**Supplied entries**
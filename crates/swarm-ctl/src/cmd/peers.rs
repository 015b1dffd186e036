//! Connected peers and the suggestion pool.

use anyhow::Result;
use serde::Deserialize;

use super::http::{base_url, get_json};
use super::short_key;

#[derive(Deserialize)]
struct PeersResponse {
    server_peers: Vec<PeerInfo>,
    client_peers: Vec<PeerInfo>,
}

#[derive(Deserialize)]
struct PeerInfo {
    connection_id: u64,
    address: Option<String>,
    details: NodeSummary,
}

#[derive(Deserialize)]
struct NodeSummary {
    public_key: String,
    entry_points: Vec<EntryPointSummary>,
}

#[derive(Deserialize)]
struct EntryPointSummary {
    host: String,
    port: u16,
    #[serde(default)]
    configuration: Vec<serde_json::Value>,
}

#[derive(Deserialize)]
struct SuggestionsResponse {
    suggestions: Vec<NodeSummary>,
}

fn print_peer(direction: &str, p: &PeerInfo) {
    println!("  ┌─ {} ({})", short_key(&p.details.public_key), direction);
    println!("  │  connection : {}", p.connection_id);
    println!(
        "  └─ address    : {}",
        p.address.as_deref().unwrap_or("unknown")
    );
}

pub async fn cmd_peers(port: u16) -> Result<()> {
    let resp: PeersResponse = get_json(&format!("{}/peers", base_url(port))).await?;

    let total = resp.server_peers.len() + resp.client_peers.len();
    if total == 0 {
        println!("No connected peers.");
        return Ok(());
    }

    println!("═══════════════════════════════════════");
    println!("  Connected Peers ({})", total);
    println!("═══════════════════════════════════════");
    for p in &resp.server_peers {
        print_peer("inbound", p);
    }
    for p in &resp.client_peers {
        print_peer("outbound", p);
    }

    Ok(())
}

pub async fn cmd_suggestions(port: u16) -> Result<()> {
    let resp: SuggestionsResponse = get_json(&format!("{}/suggestions", base_url(port))).await?;

    if resp.suggestions.is_empty() {
        println!("No suggested peers yet.");
        return Ok(());
    }

    println!("═══════════════════════════════════════");
    println!("  Suggested Peers ({})", resp.suggestions.len());
    println!("═══════════════════════════════════════");
    for s in &resp.suggestions {
        println!("  ┌─ {}", short_key(&s.public_key));
        let last = s.entry_points.len().saturating_sub(1);
        for (i, e) in s.entry_points.iter().enumerate() {
            let branch = if i == last { "└─" } else { "│ " };
            println!(
                "  {} {}:{} ({} tags)",
                branch,
                e.host,
                e.port,
                e.configuration.len()
            );
        }
        if s.entry_points.is_empty() {
            println!("  └─ no entry points");
        }
    }

    Ok(())
}
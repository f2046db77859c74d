// Serenata
// Copyright (c) 2019-2024 The Project Serenata Developers.
//
// This Source Code Form is subject to the terms of the Mozilla Public
// License, v. 2.0. If a copy of the MPL was not distributed with this
// file, You can obtain one at https://mozilla.org/MPL/2.0/.

//! The `util` module provides shared utilities.

pub mod text;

**Goal of the exercise**
Please retype all of the records, keeping each line exactly as it is.

**Completed exercise**
filename crates/swarm-ctl/src/cmd/peers.rs
repository 015b1dffd186e036
//! Connected peers and the suggestion pool.

use anyhow::Result;
use serde::Deserialize;

use super::http::{base_url, get_json};
use super::short_key;

#[derive(Deserialize)]
struct PeersResponse {
    server_peers: Vec<PeerInfo>,
    client_peers: Vec<PeerInfo>,
}

#[derive(Deserialize)]
struct PeerInfo {
    connection_id: u64,
    address: Option<String>,
    details: NodeSummary,
}

#[derive(Deserialize)]
struct NodeSummary {
    public_key: String,
    entry_points: Vec<EntryPointSummary>,
}

#[derive(Deserialize)]
struct EntryPointSummary {
    host: String,
    port: u16,
    #[serde(default)]
    configuration: Vec<serde_json::Value>,
}

#[derive(Deserialize)]
struct SuggestionsResponse {
    suggestions: Vec<NodeSummary>,
}

fn print_peer(direction: &str, p: &PeerInfo) {
    println!("  ┌─ {} ({})", short_key(&p.details.public_key), direction);
    println!("  │  connection : {}", p.connection_id);
    println!(
        "  └─ address    : {}",
        p.address.as_deref().unwrap_or("unknown")
    );
}

pub async fn cmd_peers(port: u16) -> Result<()> {
    let resp: PeersResponse = get_json(&format!("{}/peers", base_url(port))).await?;

    let total = resp.server_peers.len() + resp.client_peers.len();
    if total == 0 {
        println!("No connected peers.");
        return Ok(());
    }

    println!("═══════════════════════════════════════");
    println!("  Connected Peers ({})", total);
    println!("═══════════════════════════════════════");
    for p in &resp.server_peers {
        print_peer("inbound", p);
    }
    for p in &resp.client_peers {
        print_peer("outbound", p);
    }

    Ok(())
}

pub async fn cmd_suggestions(port: u16) -> Result<()> {
    let resp: SuggestionsResponse = get_json(&format!("{}/suggestions", base_url(port))).await?;

    if resp.suggestions.is_empty() {
        println!("No suggested peers yet.");
        return Ok(());
    }

    println!("═══════════════════════════════════════");
    println!("  Suggested Peers ({})", resp.suggestions.len());
    println!("═══════════════════════════════════════");
    for s in &resp.suggestions {
        println!("  ┌─ {}", short_key(&s.public_key));
        let last = s.entry_points.len().saturating_sub(1);
        for (i, e) in s.entry_points.iter().enumerate() {
            let branch = if i == last { "└─" } else { "│ " };
            println!(
                "  {} {}:{} ({} tags)",
                branch,
                e.host,
                e.port,
                e.configuration.len()
            );
        }
        if s.entry_points.is_empty() {
            println!("  └─ no entry points");
        }
    }

    Ok(())
}
repository f2046db77859c74d
// Serenata
// Copyright (c) 2019-2024 The Project Serenata Developers.
//
// This Source Code Form is subject to the terms of the Mozilla Public
// License, v. 2.0. If a copy of the MPL was not distributed with this
// file, You can obtain one at https://mozilla.org/MPL/2.0/.

//! The `util` module provides shared utilities.

pub mod text;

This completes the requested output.